Predictions of friction and flash temperature in marine gears based on a 3D line contact mixed lubrication model considering measured surface roughness

船用齿轮基于三维线接触混合润滑模型摩擦以及闪温预测

Wear and scuffing failures often occur in marine transmission gears due to high friction and flash temperature at the interface between the meshing-teeth.In this paper,a numerical solution procedure was developed for the predictions of transient friction and flash temperature in the marine timing gears during one meshing circle based on the 3D line contact mixed lubrication simulation,which had been verified by comparing the flash temperature with those from Blok’s theory.The effect of machined surface roughness on the mixed lubrication characteristics is studied.The obtained results for several typical gear pairs indicate that gear pair 4-6 exhibits the largest friction and the highest interfacial temperature increase due to severe rough surface asperity contacts,while the polished gear surfaces yield the smallest friction and the lowest interfacial temperature.In addition,the influences of the operating conditions and the gear design parameters on the friction-temperature behaviors are discussed.It is observed that the conditions of heavy load and low rotational velocity usually lead to significantly increased friction and temperature.In the meantime,by optimizing the gear design parameters,such as the modulus and the pressure angle,the performance of interfacial friction and temperature can be significantly improved.

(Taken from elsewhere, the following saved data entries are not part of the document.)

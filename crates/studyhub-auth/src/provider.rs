//! Identity provider contract.

use crate::{AuthResult, ProviderEvent, ProviderResponse, Session};
use async_trait::async_trait;
use tokio::sync::broadcast;

/// Remote identity provider the session layer reconciles against.
///
/// Implementations perform the network calls; they never touch the
/// credential store or the auth state.
#[async_trait]
pub trait IdentityProvider: Send + Sync {
    /// Password sign-in.
    ///
    /// Fails with `InvalidCredentials` or `Network`.
    async fn password_sign_in(&self, identifier: &str, secret: &str)
        -> AuthResult<ProviderResponse>;

    /// Password sign-up. A response without a session is not a failure.
    async fn password_sign_up(
        &self,
        identifier: &str,
        secret: &str,
        attributes: Option<serde_json::Value>,
    ) -> AuthResult<ProviderResponse>;

    /// Exchange a refresh credential for a new session.
    ///
    /// Fails with `InvalidRefreshCredential` or `Network`.
    async fn refresh_session(&self, refresh_credential: &str) -> AuthResult<Session>;

    /// End the remote session. Callers treat failures as best-effort.
    async fn sign_out(&self) -> AuthResult<()>;

    /// The provider's live session, if it has one.
    async fn get_active_session(&self) -> AuthResult<Option<Session>>;

    /// Subscribe to provider-pushed auth events.
    ///
    /// Dropping the receiver unsubscribes.
    fn subscribe(&self) -> broadcast::Receiver<ProviderEvent>;
}
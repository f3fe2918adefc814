//! Sign-in, sign-up and sign-out through the runtime.

use super::harness::{
    failing_store, runtime_with, session_for, signed_in, MockProvider,
};
use crate::{
    AuthError, AuthRuntime, AuthState, Principal, ProviderResponse, Session, SessionManager, User,
};

#[tokio::test]
async fn sign_in_then_get_credential_needs_no_refresh() {
    let provider = MockProvider::new();
    provider.script_sign_in(signed_in(session_for("u1", "access-1", "refresh-1")));
    let (runtime, probe) = runtime_with(&provider);
    runtime.start().await;

    let principal = runtime.sign_in("a@x.com", "pw").await.unwrap();

    assert_eq!(principal, Principal::User(User::new("u1")));
    assert_eq!(runtime.get_credential().await, Some("access-1".to_string()));
    assert_eq!(provider.refresh_calls(), 0);
    assert_eq!(
        probe.pair(),
        Some(("access-1".to_string(), "refresh-1".to_string()))
    );
}

#[tokio::test]
async fn rejected_sign_in_surfaces_and_changes_nothing() {
    let provider = MockProvider::new();
    provider.script_sign_in(Err(AuthError::InvalidCredentials(
        "Invalid login credentials".to_string(),
    )));
    let (runtime, probe) = runtime_with(&provider);
    runtime.start().await;

    let err = runtime.sign_in("a@x.com", "wrong").await.unwrap_err();

    assert!(matches!(err, AuthError::InvalidCredentials(_)));
    assert!(err.is_user_facing());
    assert_eq!(runtime.auth_state(), AuthState::Unauthenticated);
    assert!(probe.is_empty());
}

#[tokio::test]
async fn network_failure_on_sign_in_is_transient() {
    let provider = MockProvider::new();
    let (runtime, _) = runtime_with(&provider);
    runtime.start().await;

    let err = runtime.sign_in("a@x.com", "pw").await.unwrap_err();

    assert!(err.is_transient());
    assert_eq!(runtime.auth_state(), AuthState::Unauthenticated);
}

#[tokio::test]
async fn sign_in_without_session_is_not_adopted() {
    let provider = MockProvider::new();
    provider.script_sign_in(Ok(ProviderResponse {
        session: None,
        user: Some(User::new("u1")),
    }));
    let (runtime, probe) = runtime_with(&provider);
    runtime.start().await;

    let err = runtime.sign_in("a@x.com", "pw").await.unwrap_err();

    assert!(matches!(err, AuthError::SessionNotIssued));
    assert_eq!(runtime.auth_state(), AuthState::Unauthenticated);
    assert!(probe.is_empty());
}

#[tokio::test]
async fn sign_in_uses_separately_reported_user() {
    let provider = MockProvider::new();
    provider.script_sign_in(Ok(ProviderResponse {
        session: Some(Session::new("a", "r").unwrap()),
        user: Some(User::new("u3").with_email("c@x.com")),
    }));
    let (runtime, _) = runtime_with(&provider);
    runtime.start().await;

    let principal = runtime.sign_in("c@x.com", "pw").await.unwrap();

    assert_eq!(principal.user_id(), Some("u3"));
    assert_eq!(runtime.snapshot().email.as_deref(), Some("c@x.com"));
}

#[tokio::test]
async fn sign_in_without_user_yields_token_only_principal() {
    let provider = MockProvider::new();
    provider.script_sign_in(signed_in(Session::new("bare-access", "r").unwrap()));
    let (runtime, _) = runtime_with(&provider);
    runtime.start().await;

    let principal = runtime.sign_in("a@x.com", "pw").await.unwrap();

    assert_eq!(
        principal,
        Principal::TokenOnly {
            access_token: "bare-access".to_string()
        }
    );
    assert!(runtime.auth_state().is_authenticated());
}

#[tokio::test]
async fn sign_out_twice_matches_sign_out_once() {
    let provider = MockProvider::new();
    provider.script_sign_in(signed_in(session_for("u1", "a", "r")));
    let (runtime, probe) = runtime_with(&provider);
    runtime.start().await;
    runtime.sign_in("a@x.com", "pw").await.unwrap();

    runtime.sign_out().await;
    let mut rx = runtime.subscribe_state();
    runtime.sign_out().await;

    assert_eq!(runtime.auth_state(), AuthState::Unauthenticated);
    assert!(!rx.has_changed().unwrap());
    assert!(probe.is_empty());
    assert_eq!(runtime.get_credential().await, None);
}

#[tokio::test]
async fn sign_out_clears_local_state_when_provider_is_unreachable() {
    let provider = MockProvider::new();
    provider.script_sign_in(signed_in(session_for("u1", "a", "r")));
    provider.fail_sign_out();
    let (runtime, probe) = runtime_with(&provider);
    runtime.start().await;
    runtime.sign_in("a@x.com", "pw").await.unwrap();

    runtime.sign_out().await;

    assert_eq!(provider.sign_out_calls(), 1);
    assert_eq!(runtime.auth_state(), AuthState::Unauthenticated);
    assert!(probe.is_empty());
}

#[tokio::test]
async fn sign_out_before_restore_settles_state() {
    let provider = MockProvider::new();
    let (runtime, _) = runtime_with(&provider);
    assert_eq!(runtime.auth_state(), AuthState::Loading);

    runtime.sign_out().await;
    assert_eq!(runtime.auth_state(), AuthState::Unauthenticated);

    runtime.start().await;
    assert_eq!(runtime.auth_state(), AuthState::Unauthenticated);
    assert_eq!(provider.active_session_calls(), 0);
}

#[tokio::test]
async fn sign_up_pending_confirmation_returns_created_user() {
    let provider = MockProvider::new();
    provider.script_sign_up(Ok(ProviderResponse {
        session: None,
        user: Some(User::new("u1").with_email("a@x.com")),
    }));
    let (runtime, probe) = runtime_with(&provider);
    runtime.start().await;

    let response = runtime.sign_up("a@x.com", "pw", None).await.unwrap();

    assert_eq!(response.user().map(|u| u.id.as_str()), Some("u1"));
    assert!(response.session.is_none());
    assert_eq!(runtime.auth_state(), AuthState::Unauthenticated);
    assert!(probe.is_empty());
}

#[tokio::test]
async fn sign_up_with_immediate_session_signs_in() {
    let provider = MockProvider::new();
    provider.script_sign_up(signed_in(session_for("u2", "a2", "r2")));
    let (runtime, probe) = runtime_with(&provider);
    runtime.start().await;

    let response = runtime
        .sign_up("b@x.com", "pw", Some(serde_json::json!({ "name": "Bo" })))
        .await
        .unwrap();

    assert!(response.session.is_some());
    assert_eq!(
        runtime.auth_state(),
        AuthState::Authenticated(Principal::User(User::new("u2")))
    );
    assert_eq!(probe.pair(), Some(("a2".to_string(), "r2".to_string())));
}

#[tokio::test]
async fn state_is_always_one_of_three_through_a_lifecycle() {
    let provider = MockProvider::new();
    provider.script_sign_in(signed_in(session_for("u1", "a", "r")));
    let (runtime, _) = runtime_with(&provider);
    let mut seen = vec![runtime.auth_state()];

    runtime.start().await;
    seen.push(runtime.auth_state());
    runtime.sign_in("a@x.com", "pw").await.unwrap();
    seen.push(runtime.auth_state());
    runtime.sign_out().await;
    seen.push(runtime.auth_state());

    assert_eq!(
        seen,
        vec![
            AuthState::Loading,
            AuthState::Unauthenticated,
            AuthState::Authenticated(Principal::User(User::new("u1"))),
            AuthState::Unauthenticated,
        ]
    );
}

#[tokio::test]
async fn store_failures_never_block_auth() {
    let provider = MockProvider::new();
    provider.script_sign_in(signed_in(session_for("u1", "a1", "r1")));
    let runtime = AuthRuntime::new(SessionManager::new(failing_store()), provider.clone());

    runtime.start().await;
    assert_eq!(runtime.auth_state(), AuthState::Unauthenticated);

    runtime.sign_in("a@x.com", "pw").await.unwrap();
    assert!(runtime.auth_state().is_authenticated());
    assert_eq!(runtime.get_credential().await, Some("a1".to_string()));

    runtime.sign_out().await;
    assert_eq!(runtime.auth_state(), AuthState::Unauthenticated);
}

船舶传动齿轮由于啮合过程中齿面摩擦大、温度高,经常发生磨损和胶合故障。本文基于线接触的三维混合润滑模型,建立了一种预测船用定时齿轮在一个啮合周期内的瞬态摩擦温度特性的数值解法,并与Blok理论进行了对比,验证了该方法的正确性。研究了表面粗糙度对润滑特性的影响,对几种典型齿轮副进行研究,结果表明,由于较严重的表面粗糙接触,齿轮副4-6的摩擦因数最大,界面温度最高,而抛光齿轮表面的摩擦因数最小,界面温度最低。此外,讨论了工况和结构对摩擦温度状态的影响,研究表明在重载、低速的工况会导致摩擦因数较大以及温度较高的问题。同时,通过对齿轮模数和压力角等结构设计参数的优化,可以显著提高齿轮的界面摩擦和温度性能。